_What this task involves_
Give back exactly the lines of the material below, starting with the line with "filename raspadinha_core/src/outcome.rs" and going on through the line with "round 8 onwards.".

_Dataset content_
··········
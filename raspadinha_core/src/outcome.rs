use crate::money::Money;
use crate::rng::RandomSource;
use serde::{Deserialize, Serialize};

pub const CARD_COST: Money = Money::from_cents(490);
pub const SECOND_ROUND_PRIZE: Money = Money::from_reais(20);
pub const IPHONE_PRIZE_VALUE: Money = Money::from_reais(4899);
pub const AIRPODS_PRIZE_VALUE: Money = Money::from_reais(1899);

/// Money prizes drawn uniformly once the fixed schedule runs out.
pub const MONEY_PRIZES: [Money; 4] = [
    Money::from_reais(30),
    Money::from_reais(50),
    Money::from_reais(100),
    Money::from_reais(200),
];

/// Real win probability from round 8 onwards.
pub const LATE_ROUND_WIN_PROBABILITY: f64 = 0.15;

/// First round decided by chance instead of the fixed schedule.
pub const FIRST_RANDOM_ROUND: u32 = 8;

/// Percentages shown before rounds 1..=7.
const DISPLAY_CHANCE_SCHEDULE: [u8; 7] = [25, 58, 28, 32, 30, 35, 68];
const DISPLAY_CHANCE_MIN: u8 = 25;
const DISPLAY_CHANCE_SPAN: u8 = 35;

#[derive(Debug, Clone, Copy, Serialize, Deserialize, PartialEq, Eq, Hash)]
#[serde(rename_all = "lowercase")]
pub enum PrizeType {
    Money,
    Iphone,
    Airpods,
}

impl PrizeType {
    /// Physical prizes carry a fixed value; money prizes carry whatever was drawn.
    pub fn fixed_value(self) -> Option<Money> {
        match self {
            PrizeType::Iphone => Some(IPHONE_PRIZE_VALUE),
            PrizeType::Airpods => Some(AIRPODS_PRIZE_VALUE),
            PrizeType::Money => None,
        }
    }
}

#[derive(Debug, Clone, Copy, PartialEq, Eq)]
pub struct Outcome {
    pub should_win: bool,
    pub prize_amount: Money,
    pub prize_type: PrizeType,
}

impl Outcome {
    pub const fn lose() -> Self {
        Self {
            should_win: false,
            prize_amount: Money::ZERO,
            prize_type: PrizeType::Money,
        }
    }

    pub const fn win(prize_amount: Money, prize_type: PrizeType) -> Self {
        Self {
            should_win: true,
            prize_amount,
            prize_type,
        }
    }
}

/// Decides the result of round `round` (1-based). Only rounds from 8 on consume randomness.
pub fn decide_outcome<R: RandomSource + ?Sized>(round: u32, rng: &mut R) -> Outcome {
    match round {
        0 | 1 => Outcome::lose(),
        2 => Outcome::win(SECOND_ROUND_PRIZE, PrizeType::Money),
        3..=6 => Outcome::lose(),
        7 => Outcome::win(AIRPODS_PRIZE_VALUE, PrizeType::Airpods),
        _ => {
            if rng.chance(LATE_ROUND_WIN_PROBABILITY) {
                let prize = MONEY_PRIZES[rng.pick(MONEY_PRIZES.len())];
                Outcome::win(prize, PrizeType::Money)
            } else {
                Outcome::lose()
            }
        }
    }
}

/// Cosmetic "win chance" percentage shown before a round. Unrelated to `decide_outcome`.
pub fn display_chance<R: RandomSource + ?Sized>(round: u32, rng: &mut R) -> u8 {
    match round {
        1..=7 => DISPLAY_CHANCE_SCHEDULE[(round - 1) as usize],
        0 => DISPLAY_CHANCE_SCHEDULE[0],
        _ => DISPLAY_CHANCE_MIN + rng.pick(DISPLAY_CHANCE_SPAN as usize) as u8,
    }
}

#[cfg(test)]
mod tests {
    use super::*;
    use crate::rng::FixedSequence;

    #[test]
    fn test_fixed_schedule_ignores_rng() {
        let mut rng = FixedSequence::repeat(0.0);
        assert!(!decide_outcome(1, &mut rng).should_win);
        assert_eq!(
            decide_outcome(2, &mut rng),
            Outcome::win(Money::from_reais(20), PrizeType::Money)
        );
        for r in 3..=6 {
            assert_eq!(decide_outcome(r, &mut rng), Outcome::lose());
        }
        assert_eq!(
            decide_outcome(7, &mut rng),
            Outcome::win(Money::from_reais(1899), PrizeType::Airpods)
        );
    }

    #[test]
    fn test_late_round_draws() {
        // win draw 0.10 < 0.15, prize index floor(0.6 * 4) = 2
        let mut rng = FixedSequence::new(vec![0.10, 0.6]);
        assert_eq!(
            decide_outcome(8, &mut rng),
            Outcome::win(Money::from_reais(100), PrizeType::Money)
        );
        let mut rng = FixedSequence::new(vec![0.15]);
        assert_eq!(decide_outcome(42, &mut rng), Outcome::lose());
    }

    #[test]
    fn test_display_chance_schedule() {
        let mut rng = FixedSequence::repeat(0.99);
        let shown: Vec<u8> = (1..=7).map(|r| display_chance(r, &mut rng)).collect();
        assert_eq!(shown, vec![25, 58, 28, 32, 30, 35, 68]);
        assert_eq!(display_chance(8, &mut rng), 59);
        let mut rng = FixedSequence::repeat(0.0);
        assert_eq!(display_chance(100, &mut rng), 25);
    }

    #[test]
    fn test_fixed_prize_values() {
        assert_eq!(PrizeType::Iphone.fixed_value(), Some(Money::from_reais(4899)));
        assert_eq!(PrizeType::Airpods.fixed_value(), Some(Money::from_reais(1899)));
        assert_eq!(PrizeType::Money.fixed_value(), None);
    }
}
··········
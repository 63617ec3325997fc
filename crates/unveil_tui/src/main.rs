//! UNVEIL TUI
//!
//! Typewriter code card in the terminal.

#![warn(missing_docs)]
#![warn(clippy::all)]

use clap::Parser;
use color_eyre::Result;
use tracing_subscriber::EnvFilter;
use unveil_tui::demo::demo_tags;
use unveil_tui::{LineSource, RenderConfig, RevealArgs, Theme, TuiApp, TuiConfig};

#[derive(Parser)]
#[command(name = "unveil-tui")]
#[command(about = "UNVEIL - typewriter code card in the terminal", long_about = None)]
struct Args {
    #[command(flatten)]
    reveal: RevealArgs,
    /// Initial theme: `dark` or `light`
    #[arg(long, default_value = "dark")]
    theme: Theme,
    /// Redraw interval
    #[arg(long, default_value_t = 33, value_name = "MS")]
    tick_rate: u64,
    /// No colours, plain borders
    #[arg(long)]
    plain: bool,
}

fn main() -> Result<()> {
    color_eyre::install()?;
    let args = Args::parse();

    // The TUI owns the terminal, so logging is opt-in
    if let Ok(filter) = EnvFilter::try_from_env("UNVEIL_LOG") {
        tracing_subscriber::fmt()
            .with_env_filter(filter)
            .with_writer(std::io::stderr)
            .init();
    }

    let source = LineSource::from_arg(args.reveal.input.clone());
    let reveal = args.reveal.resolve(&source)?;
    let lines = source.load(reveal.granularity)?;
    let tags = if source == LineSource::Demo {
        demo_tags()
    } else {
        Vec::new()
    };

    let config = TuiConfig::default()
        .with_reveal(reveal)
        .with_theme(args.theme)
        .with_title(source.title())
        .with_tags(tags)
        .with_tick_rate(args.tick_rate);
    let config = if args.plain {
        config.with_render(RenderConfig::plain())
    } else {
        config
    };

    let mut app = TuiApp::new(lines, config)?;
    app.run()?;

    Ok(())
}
··········
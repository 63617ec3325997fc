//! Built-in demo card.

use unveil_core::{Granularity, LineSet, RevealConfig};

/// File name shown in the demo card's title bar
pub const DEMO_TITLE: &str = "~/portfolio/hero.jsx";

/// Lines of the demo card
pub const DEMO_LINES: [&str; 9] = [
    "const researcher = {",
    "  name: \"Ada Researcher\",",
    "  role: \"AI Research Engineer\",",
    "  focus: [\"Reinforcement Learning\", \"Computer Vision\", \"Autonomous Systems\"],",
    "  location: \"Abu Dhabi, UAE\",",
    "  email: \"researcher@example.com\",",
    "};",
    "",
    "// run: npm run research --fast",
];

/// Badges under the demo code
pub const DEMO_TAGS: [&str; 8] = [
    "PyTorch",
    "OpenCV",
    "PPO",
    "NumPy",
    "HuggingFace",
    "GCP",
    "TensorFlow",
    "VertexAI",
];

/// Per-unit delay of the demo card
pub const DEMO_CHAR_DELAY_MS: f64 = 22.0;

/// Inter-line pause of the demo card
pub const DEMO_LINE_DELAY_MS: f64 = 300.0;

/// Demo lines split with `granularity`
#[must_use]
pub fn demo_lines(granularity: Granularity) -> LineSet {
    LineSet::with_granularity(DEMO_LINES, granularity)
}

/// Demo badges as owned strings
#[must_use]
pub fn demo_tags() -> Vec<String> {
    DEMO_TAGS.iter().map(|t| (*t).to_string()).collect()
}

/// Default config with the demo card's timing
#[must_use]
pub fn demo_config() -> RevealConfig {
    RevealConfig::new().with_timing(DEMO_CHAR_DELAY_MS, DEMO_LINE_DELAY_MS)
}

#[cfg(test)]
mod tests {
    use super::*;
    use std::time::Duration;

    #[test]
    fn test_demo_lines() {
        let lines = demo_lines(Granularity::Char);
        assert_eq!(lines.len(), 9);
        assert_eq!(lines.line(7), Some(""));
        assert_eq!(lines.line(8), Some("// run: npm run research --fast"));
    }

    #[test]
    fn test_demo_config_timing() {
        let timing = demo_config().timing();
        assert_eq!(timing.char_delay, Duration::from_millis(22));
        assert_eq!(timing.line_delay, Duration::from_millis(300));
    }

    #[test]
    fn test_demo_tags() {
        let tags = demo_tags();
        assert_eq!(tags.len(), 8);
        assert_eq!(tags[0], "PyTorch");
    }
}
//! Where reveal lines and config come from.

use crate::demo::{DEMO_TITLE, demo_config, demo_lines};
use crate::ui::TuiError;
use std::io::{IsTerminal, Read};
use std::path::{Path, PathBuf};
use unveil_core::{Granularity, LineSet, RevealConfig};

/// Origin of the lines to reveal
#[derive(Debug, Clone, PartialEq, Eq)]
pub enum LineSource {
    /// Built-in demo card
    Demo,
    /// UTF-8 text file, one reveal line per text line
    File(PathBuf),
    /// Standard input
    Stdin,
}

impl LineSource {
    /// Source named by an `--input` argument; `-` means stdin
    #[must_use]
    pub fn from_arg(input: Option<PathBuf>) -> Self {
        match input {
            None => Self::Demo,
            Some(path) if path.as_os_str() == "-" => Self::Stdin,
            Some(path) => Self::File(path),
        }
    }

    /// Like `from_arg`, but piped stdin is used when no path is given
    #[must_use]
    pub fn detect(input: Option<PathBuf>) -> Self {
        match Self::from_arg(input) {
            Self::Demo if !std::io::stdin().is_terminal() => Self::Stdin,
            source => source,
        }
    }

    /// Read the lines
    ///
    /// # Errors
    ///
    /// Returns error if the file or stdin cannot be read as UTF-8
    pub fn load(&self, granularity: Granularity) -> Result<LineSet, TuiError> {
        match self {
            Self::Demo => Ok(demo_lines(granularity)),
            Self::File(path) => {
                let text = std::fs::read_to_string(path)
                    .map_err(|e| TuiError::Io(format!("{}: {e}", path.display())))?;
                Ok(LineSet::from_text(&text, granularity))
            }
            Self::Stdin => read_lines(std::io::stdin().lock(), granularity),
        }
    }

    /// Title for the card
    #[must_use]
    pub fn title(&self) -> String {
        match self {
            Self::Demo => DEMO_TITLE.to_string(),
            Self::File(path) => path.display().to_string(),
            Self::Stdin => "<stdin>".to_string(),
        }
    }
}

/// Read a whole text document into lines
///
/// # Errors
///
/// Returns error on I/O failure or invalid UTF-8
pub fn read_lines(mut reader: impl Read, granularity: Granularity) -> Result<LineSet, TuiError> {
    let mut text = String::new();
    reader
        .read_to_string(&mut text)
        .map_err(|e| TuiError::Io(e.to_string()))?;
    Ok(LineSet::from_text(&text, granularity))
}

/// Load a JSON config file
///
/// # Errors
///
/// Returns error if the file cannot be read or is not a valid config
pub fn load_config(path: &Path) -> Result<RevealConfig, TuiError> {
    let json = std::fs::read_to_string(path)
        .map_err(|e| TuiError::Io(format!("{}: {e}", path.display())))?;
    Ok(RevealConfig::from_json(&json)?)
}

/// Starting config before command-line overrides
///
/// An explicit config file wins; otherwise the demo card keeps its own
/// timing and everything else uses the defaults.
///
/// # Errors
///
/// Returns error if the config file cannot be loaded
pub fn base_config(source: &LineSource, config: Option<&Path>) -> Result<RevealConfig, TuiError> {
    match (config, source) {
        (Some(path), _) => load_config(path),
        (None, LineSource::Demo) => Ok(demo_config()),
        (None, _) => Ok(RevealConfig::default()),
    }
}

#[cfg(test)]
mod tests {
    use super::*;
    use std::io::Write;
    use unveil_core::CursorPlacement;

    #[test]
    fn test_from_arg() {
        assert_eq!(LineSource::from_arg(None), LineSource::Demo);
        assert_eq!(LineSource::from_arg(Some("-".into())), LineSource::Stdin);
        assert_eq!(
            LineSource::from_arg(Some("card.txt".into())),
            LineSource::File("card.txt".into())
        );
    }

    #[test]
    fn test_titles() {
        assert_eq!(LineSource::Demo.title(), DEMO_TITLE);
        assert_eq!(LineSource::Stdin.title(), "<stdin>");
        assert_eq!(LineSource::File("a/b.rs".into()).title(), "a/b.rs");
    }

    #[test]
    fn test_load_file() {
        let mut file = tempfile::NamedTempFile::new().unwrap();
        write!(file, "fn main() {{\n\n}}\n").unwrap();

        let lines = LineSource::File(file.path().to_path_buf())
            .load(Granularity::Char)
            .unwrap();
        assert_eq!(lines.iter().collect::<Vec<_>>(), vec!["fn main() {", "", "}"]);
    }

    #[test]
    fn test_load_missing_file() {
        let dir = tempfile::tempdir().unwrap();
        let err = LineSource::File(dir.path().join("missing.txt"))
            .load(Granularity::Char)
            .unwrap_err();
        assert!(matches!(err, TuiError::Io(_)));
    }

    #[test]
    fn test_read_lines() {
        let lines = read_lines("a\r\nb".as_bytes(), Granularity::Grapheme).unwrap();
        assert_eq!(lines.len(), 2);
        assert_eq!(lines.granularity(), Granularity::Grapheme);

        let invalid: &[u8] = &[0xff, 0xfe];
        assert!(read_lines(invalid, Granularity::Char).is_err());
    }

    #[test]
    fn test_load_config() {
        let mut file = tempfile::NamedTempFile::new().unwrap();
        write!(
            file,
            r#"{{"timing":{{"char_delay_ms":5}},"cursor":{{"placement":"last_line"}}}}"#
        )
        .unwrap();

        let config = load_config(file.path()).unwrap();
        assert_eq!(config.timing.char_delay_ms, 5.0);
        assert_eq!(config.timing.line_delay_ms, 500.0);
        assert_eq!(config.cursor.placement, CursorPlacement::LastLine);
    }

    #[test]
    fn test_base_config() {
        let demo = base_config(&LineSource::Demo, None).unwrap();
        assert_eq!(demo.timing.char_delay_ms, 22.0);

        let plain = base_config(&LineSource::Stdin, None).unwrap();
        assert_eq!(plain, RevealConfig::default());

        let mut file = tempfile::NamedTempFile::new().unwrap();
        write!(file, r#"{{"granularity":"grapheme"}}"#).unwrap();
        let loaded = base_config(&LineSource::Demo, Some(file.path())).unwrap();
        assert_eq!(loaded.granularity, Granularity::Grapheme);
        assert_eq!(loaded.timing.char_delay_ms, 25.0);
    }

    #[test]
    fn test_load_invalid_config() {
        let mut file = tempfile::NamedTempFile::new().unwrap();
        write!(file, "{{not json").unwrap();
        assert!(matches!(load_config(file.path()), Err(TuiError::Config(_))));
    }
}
··········
_Result_
filename raspadinha_core/src/outcome.rs
use crate::money::Money;
use crate::rng::RandomSource;
use serde::{Deserialize, Serialize};

pub const CARD_COST: Money = Money::from_cents(490);
pub const SECOND_ROUND_PRIZE: Money = Money::from_reais(20);
pub const IPHONE_PRIZE_VALUE: Money = Money::from_reais(4899);
pub const AIRPODS_PRIZE_VALUE: Money = Money::from_reais(1899);

/// Money prizes drawn uniformly once the fixed schedule runs out.
pub const MONEY_PRIZES: [Money; 4] = [
    Money::from_reais(30),
    Money::from_reais(50),
    Money::from_reais(100),
    Money::from_reais(200),
];

/// Real win probability from round 8 onwards.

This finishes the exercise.